We all have our heroes and Mahatma Gandhi is at the top of my list. I wonder, if Gandhiwere with us now – what he would make of the world today, in the infancy of this new century swathed in the impacts of climate change?

So, what would my changes to the world be? I’d like to use resources more efficiently, I’d like to reduce my environmental impact in the way I do business. Working with mobile phones, I’d read an article about the amount of CO2 generated by mobile phones, I had no idea that they produced CO2 you only need to be on it for an hour a day over a year and bingo – you’ve created a tonne of CO2!

So how would getting rid of extra CO2 generated by mobile phones help the planet? Naturally, the Earth produces about 750 Gigatons of CO2 per year, nature has had millions of years to learn and has put systems in place to cope with that amount of naturally created CO2.

Humankind and its fossil fuel driven existence produces about 29 gigatons of fossil-fuel derived CO2, a seemingly miniscule amount, but the temperature rise is caused by the fact that the Earth can’t cope with the extra CO2 and its becoming cumulative. Most of the CO2 released is from the burning of fossil fuels and other human activities, is stored either in the atmosphere or in the oceans.

The oceans around us absorb more than 90% of the heat generated by human produced greenhouse gases. Temperatures have reached their highest, July 2016 was the hottest month on record around the globe in 137 years.

Since the late 19th century sea levels have risen 7 inches – faster than any rise over the last 5000 years. Sea levels are projected to rise a further 3 feet or more by the end of the 21st century. The melting of glaciers in the Andes, the Rockies, the Alps and the Himalayas, ice sheets at the edge of Antarctica and Greenland are all contributing to rising sea levels. So how does just 1.4 degrees over normal global temperature affect us? So, whose feeling it?

One of the first casualties of this environmental siege, was a tiny little rodent called the Bramble Cay Melomys, it lived on a tiny island in the Great Barrier reef just off the coast of Queensland. When man first saw these creatures, they were like leaves on trees in their abundance.

But as time marched on and sea levels rose around the island, this tiny little mammal was placed into a front row seat of anthropogenic climate-change driven sea level rise. About 71% of the Earth’s surface is covered in water, with sea levels changing at different places at different times, the waters around the creature’s island were double the normal rise in sea levels. This meant that the Bramble Cays natural habitat land space was reduced by 97% in the space of 10 years.
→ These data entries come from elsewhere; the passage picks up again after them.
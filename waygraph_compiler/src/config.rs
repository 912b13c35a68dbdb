//! Compiler configuration (`waygraph.toml`).
//!
//! Every field has a default, so an empty file (or no file at all) yields a
//! working configuration.
//!
//! ```toml
//! [world]
//! game = "Little Witch Nobeta"
//! prefix = "lwn"
//! class_prefix = "LWN"
//! base_id = 345600000
//!
//! [ids]
//! null_id_locations = ["Victory"]
//!
//! [settings]
//! shortcut_gates = "vanilla"
//! barriers = "randomized"
//! lore_checks = false
//! ```

use std::fs;
use std::path::{Path, PathBuf};

use serde::Deserialize;
use thiserror::Error;

#[derive(Debug, Error)]
pub enum ConfigError {
    #[error("reading config '{}': {source}", path.display())]
    Io {
        path: PathBuf,
        #[source]
        source: std::io::Error,
    },
    #[error("parsing config '{}': {source}", path.display())]
    Parse {
        path: PathBuf,
        #[source]
        source: toml::de::Error,
    },
}

#[derive(Debug, Clone, Default, PartialEq, Eq, Deserialize)]
#[serde(default, deny_unknown_fields)]
pub struct CompilerConfig {
    pub world: WorldConfig,
    pub ids: IdConfig,
    pub settings: Settings,
}

impl CompilerConfig {
    pub fn load(path: &Path) -> Result<Self, ConfigError> {
        let text = fs::read_to_string(path).map_err(|source| ConfigError::Io {
            path: path.to_path_buf(),
            source,
        })?;
        toml::from_str(&text).map_err(|source| ConfigError::Parse {
            path: path.to_path_buf(),
            source,
        })
    }
}

/// Naming used in the generated host modules.
#[derive(Debug, Clone, PartialEq, Eq, Deserialize)]
#[serde(default, deny_unknown_fields)]
pub struct WorldConfig {
    /// Display name of the game, set on the generated region class.
    pub game: String,
    /// Prefix for module-level tables, e.g. `lwn_locations`.
    pub prefix: String,
    /// Prefix for class names, e.g. `LWNRegion` and `LWNWorld`.
    pub class_prefix: String,
    /// Offset added to every location index.
    pub base_id: u64,
}

impl Default for WorldConfig {
    fn default() -> Self {
        Self {
            game: "Little Witch Nobeta".to_string(),
            prefix: "lwn".to_string(),
            class_prefix: "LWN".to_string(),
            base_id: 345_600_000,
        }
    }
}

#[derive(Debug, Clone, Default, PartialEq, Eq, Deserialize)]
#[serde(default, deny_unknown_fields)]
pub struct IdConfig {
    /// Locations that never get a numeric id, in addition to the `Event` group.
    pub null_id_locations: Vec<String>,
}

/// How a class of optional checks behaves in a generated world.
#[derive(Debug, Clone, Copy, PartialEq, Eq, Default, Deserialize)]
#[serde(rename_all = "lowercase")]
pub enum GateBehavior {
    /// Gates stay where the base game puts them; no checks.
    Vanilla,
    /// Opening a gate is a check.
    #[default]
    Randomized,
    /// Gates start open; no checks.
    Open,
}

/// Feature toggles supplied by the host when a world is generated.
#[derive(Debug, Clone, PartialEq, Eq, Deserialize)]
#[serde(default, deny_unknown_fields)]
pub struct Settings {
    pub shortcut_gates: GateBehavior,
    pub barriers: GateBehavior,
    pub lore_checks: bool,
}

impl Default for Settings {
    fn default() -> Self {
        Self {
            shortcut_gates: GateBehavior::Randomized,
            barriers: GateBehavior::Randomized,
            lore_checks: true,
        }
    }
}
Researchers from the Queensland Department of Environment and Heritage Protection, in their report, after an extensive search in 2014 for the Bramble Cay mammal, moved its status from endangered to extinct. It is officially the first mammal to be extinct due to man-made climate change. Sadly, in the same headlamps of the oncoming juggernaut of climate change, other creatures are likely to suffer from such distinct changes to our planetary biological systems.

‘Be the change that you want to see in the world’. So with every tonne of carbon dioxide that I help to remove from the atmosphere, I’m doing my bit to reduce my impact on the world, I sure hope that Mr Gandhi would be happy with that.